Infographic of the ongoing process of risk management

Infographic of the ongoing process of risk management


Risk management for small businesses: the key steps

“There’s no such thing as a generic risk management concept you can simply impose,” says the Austrian Yearbook. “Every business has to identify, analyse and assess its own risks so as to develop an appropriate precautionary concept. The relevant standards can provide a degree of support.”

But there are four key steps that every small businesses and every New Work project should take when setting up a risk management system, to minimise the likelihood of unpleasant surprises.

Risk management step 1: Identifying and recording risks

In the aforementioned example of the acib research centre, one major risk of regular business is the conflict between the push to publish from researchers on the one side, and the push for secrecy from businesses involved in the research on the other. In real terms, the work involves collaboration between more than 50 academic institutions and more than 100 partner businesses in over 200 bi- and multi-lateral research projects – “a highly complex organisational scenario,” says managing director Mathias Drexler. This complex scenario mainly produces high-value measurement and analysis data and information.

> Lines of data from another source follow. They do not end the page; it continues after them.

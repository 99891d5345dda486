use std::error::Error;
use std::fmt::{Display, Formatter};

pub type SadResult<T> = Result<T, SadError>;
pub type ParserResult<T> = SadResult<T>;
pub type StageResult<T> = SadResult<T>;

#[derive(Debug, Clone, Copy, PartialEq, Eq, Hash)]
pub enum SadErrorCategory {
    Success,
    InputValidationError,
    IoSystemError,
    ComputationError,
    InternalError,
}

impl SadErrorCategory {
    pub const fn exit_code(self) -> i32 {
        match self {
            Self::Success => 0,
            Self::InputValidationError => 2,
            Self::IoSystemError => 3,
            Self::ComputationError => 4,
            Self::InternalError => 5,
        }
    }

    pub const fn as_str(self) -> &'static str {
        match self {
            Self::Success => "Success",
            Self::InputValidationError => "InputValidationError",
            Self::IoSystemError => "IoSystemError",
            Self::ComputationError => "ComputationError",
            Self::InternalError => "InternalError",
        }
    }

    pub const fn is_fatal(self) -> bool {
        !matches!(self, Self::Success)
    }
}

/// Error shared by every pipeline stage.
///
/// `placeholder` is a stable dotted code (`INPUT.LATTICE_VALUE`,
/// `IO.LINE_OUTPUT_WRITE`, ...) that tests and scripts can match on, while
/// `message` carries the located, human-readable detail.
#[derive(Debug, Clone, PartialEq, Eq)]
pub struct SadError {
    category: SadErrorCategory,
    placeholder: &'static str,
    message: String,
}

impl SadError {
    pub fn new(
        category: SadErrorCategory,
        placeholder: &'static str,
        message: impl Into<String>,
    ) -> Self {
        Self {
            category,
            placeholder,
            message: message.into(),
        }
    }

    pub fn input_validation(placeholder: &'static str, message: impl Into<String>) -> Self {
        Self::new(SadErrorCategory::InputValidationError, placeholder, message)
    }

    pub fn io_system(placeholder: &'static str, message: impl Into<String>) -> Self {
        Self::new(SadErrorCategory::IoSystemError, placeholder, message)
    }

    pub fn computation(placeholder: &'static str, message: impl Into<String>) -> Self {
        Self::new(SadErrorCategory::ComputationError, placeholder, message)
    }

    pub fn internal(placeholder: &'static str, message: impl Into<String>) -> Self {
        Self::new(SadErrorCategory::InternalError, placeholder, message)
    }

    pub const fn category(&self) -> SadErrorCategory {
        self.category
    }

    pub const fn placeholder(&self) -> &'static str {
        self.placeholder
    }

    pub fn message(&self) -> &str {
        &self.message
    }

    pub const fn exit_code(&self) -> i32 {
        self.category.exit_code()
    }

    pub fn diagnostic_line(&self) -> String {
        let severity = if self.category.is_fatal() {
            "ERROR"
        } else {
            "INFO"
        };
        format!("{}: [{}] {}", severity, self.placeholder, self.message)
    }

    pub fn fatal_exit_line(&self) -> Option<String> {
        self.category
            .is_fatal()
            .then(|| format!("FATAL EXIT CODE: {}", self.exit_code()))
    }
}

impl Display for SadError {
    fn fmt(&self, f: &mut Formatter<'_>) -> std::fmt::Result {
        write!(
            f,
            "{} [{}] {}",
            self.category.as_str(),
            self.placeholder,
            self.message
        )
    }
}

impl Error for SadError {}
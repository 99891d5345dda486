use crate::domain::{StageArtifact, StageRequest, StageResult};

pub trait ModuleExecutor {
    fn execute(&self, request: &StageRequest) -> StageResult<Vec<StageArtifact>>;
}

#[cfg(test)]
mod tests {
    use super::ModuleExecutor;
    use crate::domain::{
        PipelineStage, SadError, SadErrorCategory, StageArtifact, StageRequest, StageResult,
    };

    struct FailingExecutor;

    impl ModuleExecutor for FailingExecutor {
        fn execute(&self, _request: &StageRequest) -> StageResult<Vec<StageArtifact>> {
            Err(SadError::computation("RUN.STAGE", "stage execution failed"))
        }
    }

    #[test]
    fn module_executor_uses_shared_error_types() {
        let request = StageRequest::new(PipelineStage::BuildLine, "ring.json", "out");
        let error = FailingExecutor
            .execute(&request)
            .expect_err("executor should fail");
        assert_eq!(error.category(), SadErrorCategory::ComputationError);
        assert_eq!(error.exit_code(), 4);
        assert_eq!(error.placeholder(), "RUN.STAGE");
    }
}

Risk management step 2: Evaluating and analysing risks

As well as contradictory interests in data and information, and the effects these have on the way data is handled and the issue of how to control it, there are statutory and technical data protection regulations that have to be managed in terms of compliance. In the case of acib, an initial risk assessment revealed that a) their technology is well equipped and b) data is not processed in their system in any way which might endanger the rights of individuals.

Risk management step 3: Strategically planning risks

That is why their risk management involves organisational activities, training and education that creates, raises and safeguards employees’ awareness and sensitivity to the secrecy needs of the businesses involved.

They decided not to plan strict access or information flow controls such as those stipulated by industrial standards, since these might have stifled a creative academic environment, and resourceful researchers could probably circumvent them anyway.

Risk management step 4: Controlling risks and implementing activities

As well as regular training and education, DPO/CISO-as-a-service was set up. This means the work done by data protection officers and chief information security officers is farmed out to eliminate conflicts of interest from the outset.

Training employees increases awareness of how to sensitively handle valuable research results while maintaining a creative, academic environment in a complex system so that they can work as freely and innovative as possible.

Getting aligned: every industry has its own business risks

It makes a difference what industry a project is in, of course. Project managers in the financial industry have to accommodate different risks from those affecting projects in the chemical or healthcare industry. And there are other risks aside from industry-specific ones; the following list shows some of them. But it ought to be said that managing risks is an ongoing process that needs to be regularly evaluated and adjusted to the progress of a project.

Different risks in agile projects

  • Competition (such as supplier, liability and contractual risks)
  • Management (such as planning, coordination, information and communication risks)
  • Development (such as technical, quality and launch risks)
  • Social interaction (such as risks involving motivation, frustration and overextension).

A new risk culture in projects and New Work

The good news is that some potential mistakes are already implicitly deflected by agile projects. That’s because successful projects as well as good risk management require effective teamwork. Most of today’s project teams work as transparently as they can and incorporate frequent feedback loops into their project schedule. This significantly reduces the risk of planning and coordination errors.

In many New Work projects, every team member takes responsibility for decisions as opposed to just the project manager, which reduces social risks. Working together in an atmosphere of trust often engenders a better culture around mistakes. In other words, there is less anxiety among employees about admitting a mistake – such as wrongly assessing the quality of a product – and this reduces the risks involved in development.

The example of acib shows just how individualised risk management systems can be. What’s important for anyone responsible for projects and small businesses is to recognise that risk management is essential nowadays, and that there are many creative ways of going about it.